‘Mobile screening gets to the Heart of the matter’ -The Irish Times

By Advanced Medical Services AMS30 Nov 2010

BRIAN O’CONNELL

The organisers of a new service hope it will help to curtail the high incidence of sudden cardiac death syndrome

IT’S SATURDAY morning in the Lee Valley Golf Club near Ovens in Co Cork. Sets of clubs are unloaded from car boots as several mostly middle-aged men go through some stretching exercises. Others stuff chocolate bars and bottles of sports drinks into their pockets and stride purposefully towards the first tee.

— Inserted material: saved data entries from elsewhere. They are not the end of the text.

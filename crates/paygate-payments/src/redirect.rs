//! Redirect targets returned by every issuance operation.

use crate::error::{IssuanceError, Result};

/// Named landing pages on the customer-facing site.
#[derive(Clone, Copy, Debug, PartialEq, Eq)]
pub enum Destination {
    /// Credential issued.
    Success,
    /// Checkout abandoned, unpaid, or confirmation link rejected.
    PaymentCancel,
    /// Anything else, including identity mismatches.
    GenericCancel,
}

/// Absolute URLs for each [`Destination`].
#[derive(Clone, Debug)]
pub struct RedirectUrls {
    pub success: String,
    pub payment_cancel: String,
    pub generic_cancel: String,
    /// Where the billing portal sends the customer back to.
    pub portal_return: String,
}

impl RedirectUrls {
    /// Derive the standard pages from the site's base URL.
    pub fn from_site(site_url: &str) -> Self {
        let base = site_url.trim_end_matches('/');
        Self {
            success: format!("{base}/thanks_upgrade"),
            payment_cancel: format!("{base}/canceled_upgrade"),
            generic_cancel: format!("{base}/cancel"),
            portal_return: format!("{base}/thanks_upgrade"),
        }
    }

    pub fn url_for(&self, destination: Destination) -> &str {
        match destination {
            Destination::Success => &self.success,
            Destination::PaymentCancel => &self.payment_cancel,
            Destination::GenericCancel => &self.generic_cancel,
        }
    }

    pub fn redirect(&self, destination: Destination) -> Redirect {
        Redirect::to(self.url_for(destination))
    }

    /// Turn the outcome of an operation into the redirect the caller sees.
    ///
    /// Rejections were already logged where they were detected; only fatal
    /// errors are logged here.
    pub fn settle(&self, operation: &'static str, outcome: Result<Redirect>) -> Redirect {
        match outcome {
            Ok(redirect) => redirect,
            Err(e) => {
                match &e {
                    IssuanceError::Upstream(_)
                    | IssuanceError::Persistence(_)
                    | IssuanceError::Inconsistency { .. }
                    | IssuanceError::Config(_) => {
                        tracing::error!(operation, error = %e, "Request failed");
                    }
                    _ => {
                        tracing::info!(
                            operation,
                            reason = %e,
                            suspicious = e.is_suspicious(),
                            "Request cancelled"
                        );
                    }
                }
                self.redirect(e.destination())
            }
        }
    }
}

/// A `302 Found` the HTTP layer should answer with.
#[derive(Clone, Debug, PartialEq, Eq)]
pub struct Redirect {
    location: String,
}

impl Redirect {
    pub fn to(location: impl Into<String>) -> Self {
        Self {
            location: location.into(),
        }
    }

    pub fn location(&self) -> &str {
        &self.location
    }
}

#[cfg(test)]
mod tests {
    use super::*;

    #[test]
    fn test_from_site_trims_trailing_slash() {
        let urls = RedirectUrls::from_site("https://example.com/");
        assert_eq!(urls.success, "https://example.com/thanks_upgrade");
        assert_eq!(urls.payment_cancel, "https://example.com/canceled_upgrade");
        assert_eq!(urls.generic_cancel, "https://example.com/cancel");
        assert_eq!(
            urls.redirect(Destination::GenericCancel).location(),
            "https://example.com/cancel"
        );
    }

    #[test]
    fn test_settle() {
        let urls = RedirectUrls::from_site("https://example.com");

        let ok = urls.settle("confirm", Ok(Redirect::to("https://pay.example/x")));
        assert_eq!(ok.location(), "https://pay.example/x");

        let unpaid = urls.settle("confirm", Err(IssuanceError::PaymentNotConfirmed));
        assert_eq!(unpaid.location(), "https://example.com/canceled_upgrade");

        let down = urls.settle("confirm", Err(IssuanceError::Upstream("down".into())));
        assert_eq!(down.location(), "https://example.com/cancel");
    }
}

Inside the clubhouse, former healthcare worker Ed Donovan is setting up his stall and showing his medical staff of one nurse and a doctor to their respective rooms. Donovan has recently set up a mobile cardiac screening company called Heartaid, having spotted a gap in the market for targeted cardiac services.

The screening this morning is specifically aimed at those under 35, in an attempt to arrest the high incidence of early sudden death syndrome in Ireland. Recent research shows that sudden cardiac death (SCD) here is higher than in many EU countries, with 119 deaths occurring between 2005 and 2007. This gives an incidence of SCD in the 15-35 age bracket of 2.68 per 100,000, with males twice as likely to die as females. The researchers went on to note: “The incidence is higher than in other similar European studies performed in Iceland and in Sweden. The reason for this is unclear and requires further investigation.”

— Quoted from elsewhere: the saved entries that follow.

//! # paygate-payments
//!
//! Payment-gated issuance of paid-tier API credentials.
//!
//! ## Flow
//!
//! ```text
//! ┌─────────────┐  302   ┌─────────────────┐  302   ┌──────────────────────┐
//! │  /create-   │──────▶│  Stripe Hosted  │──────▶│  /create-api-key/    │
//! │  checkout-  │        │  Checkout Page  │        │  {session}/{token}   │
//! │  session    │        └─────────────────┘        └──────────┬───────────┘
//! └──────┬──────┘                                             │
//!        │ put intent                    status == paid?      │
//!        ▼                               token matches?       ▼
//! ┌─────────────┐                        single-winner claim  ┌─────────────┐
//! │ SessionStore│◀──────────────────────────────────────────▶│  Registry   │
//! └─────────────┘          mark issued (last)                 │  mint+plan  │
//!                                                             └─────────────┘
//! ```
//!
//! A credential is issued only when the payment processor reports the
//! checkout as paid, the one-time token bound into the success URL matches,
//! and this request wins the conditional claim on the intent. Replays and
//! concurrent duplicates are rejected and logged on the `paygate::fraud`
//! target.
//!
//! ## Usage
//!
//! ```rust,ignore
//! use std::sync::Arc;
//! use paygate_payments::{IssuanceConfig, IssuanceService, MemoryStore, RedirectUrls, StripeGateway};
//!
//! let store = Arc::new(MemoryStore::new());
//! let service = IssuanceService::new(
//!     Arc::new(StripeGateway::new("sk_test_xxx")),
//!     registry,
//!     store.clone(),
//!     store,
//!     IssuanceConfig::new("https://api.example.com", RedirectUrls::from_site("https://example.com"), "plan_1"),
//! );
//!
//! let redirect = service.initiate_checkout("pro-monthly", "alice").await?;
//! // 302 to redirect.location()
//! ```

mod config;
mod credential;
mod error;
mod gateway;
mod issuance;
mod portal;
mod redirect;
mod registry;
mod store;
mod token;

#[cfg(any(test, feature = "test-support"))]
pub mod testing;

pub use config::{CONFIRM_PATH, IssuanceConfig, SESSION_ID_PLACEHOLDER};
pub use credential::{CredentialSecret, IssuedCredential, MintedCredential, Tier};
pub use error::{IssuanceError, ReplayKind, Result};
pub use gateway::{
    CheckoutParams, CheckoutSession, PaymentGateway, PaymentStatus, SessionStatus, StripeGateway,
};
pub use issuance::{FRAUD_TARGET, IssuanceService};
pub use portal::AccessController;
pub use redirect::{Destination, Redirect, RedirectUrls};
pub use registry::{
    CredentialRegistry, HttpCredentialRegistry, MemoryCredentialRegistry, RegistryConfig,
};
#[cfg(feature = "postgres")]
pub use store::{PgStore, TableNames};
pub use store::{
    ClaimOutcome, CredentialStore, MarkOutcome, MemoryStore, PurchaseIntent, SessionStore,
};
pub use token::OneTimeToken;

I volunteered to attend Heartaid’s first screening. My consultation began with a health check by the doctor (and Ed’s father) Dr Edmund Donovan who takes patients’ blood pressure, does a routine check-up and listens to their heart rate. He also compiles a questionnaire to check for genetic symptoms.

“A lot of cardiac problems occur during sporting events, or potentially occur, especially if people are pushing themselves,” he says.

“It can be due to metabolic things, or it could be an inherent heart disease no one picked up on. It is like the old story of the fella who was never at the doctor a day in his life, but he died suddenly. This is the reason prevention is better than cure.”

One of the reasons Lee Valley Golf Club is happy to host the screenings is that in recent years two heart-related fatalities have occurred on the course. A defibrillator has been installed recently and, weeks after it was put in place, the club captain was called upon to use it.

Golf director David Keohane takes up the story. “A few months ago we had a captain’s prize and on our 12th hole a member had a heart attack out on the course. We had only recently had a defibrillator installed and on the day there were only four people trained in how to use it. One of the people trained was the captain and he was the only person here who could use the apparatus. So they rushed him out to the course in a buggy to use the defibrillator on him. This saved his life, so said the paramedics and the doctor.”

Keohane says that many in the sporting field are now more aware of sudden death syndrome, given some recent high profile deaths in the Irish sports community. “We’ll always support something to do with heart and screening. It is so in the news at the moment, between GAA and basketball people dropping dead,” he says.

“Some are trying to associate it with sports drinks or nutrition supplements. I played a lot of sport and go to the gym, and I know that if you have a ticking time bomb inside you, for whatever reason, you need to know about it.”

Back in the waiting room several club members and locals are queuing up to be seen by the medical staff. One of those, William O’Brien, recently stopped playing competitive rugby, and has become a lot more conscious about his health since.

“I’d have a check-up every now and again but never anything like this. I am 30 years old now and I gave up rugby about six months ago. When you get to your late 20s and 30s, you start taking health a lot more seriously. The big thing is when you hear about sudden death and fellows around your age dropping dead: you realise that these things do happen.”

Donovan checks my body mass index, completes a personal and family history questionnaire, and then I’m passed to a nurse specialist for an electrocardiogram. The test itself takes about 10 minutes. During it, I’m connected to a recording device through a series of leads. This in turn records the electrical activity of my heart. It will be read off-site by a specialist and the results assessed.

All in all, the consultation and the examination takes about 30 minutes and costs € 80 per person. Five days after the screening, the results of the electrocardiogram arrive by post. They are normal.

The hope is that the service will be rolled out nationally in the coming weeks, visiting schools, clubhouses and sporting facilities. “In Italy, it is mandatory for anyone who plays competitive sports to have cardiac screenings based on the service we are offering,” says Ed Donovan.

“They have reduced the instance of sudden cardiac death by 89 per cent, so it is proven that it works. I saw there were certain issues for people getting screened in Ireland. One was accessibility and the other was cost. By bringing this service directly to people, at an affordable price, we are hoping to change that.”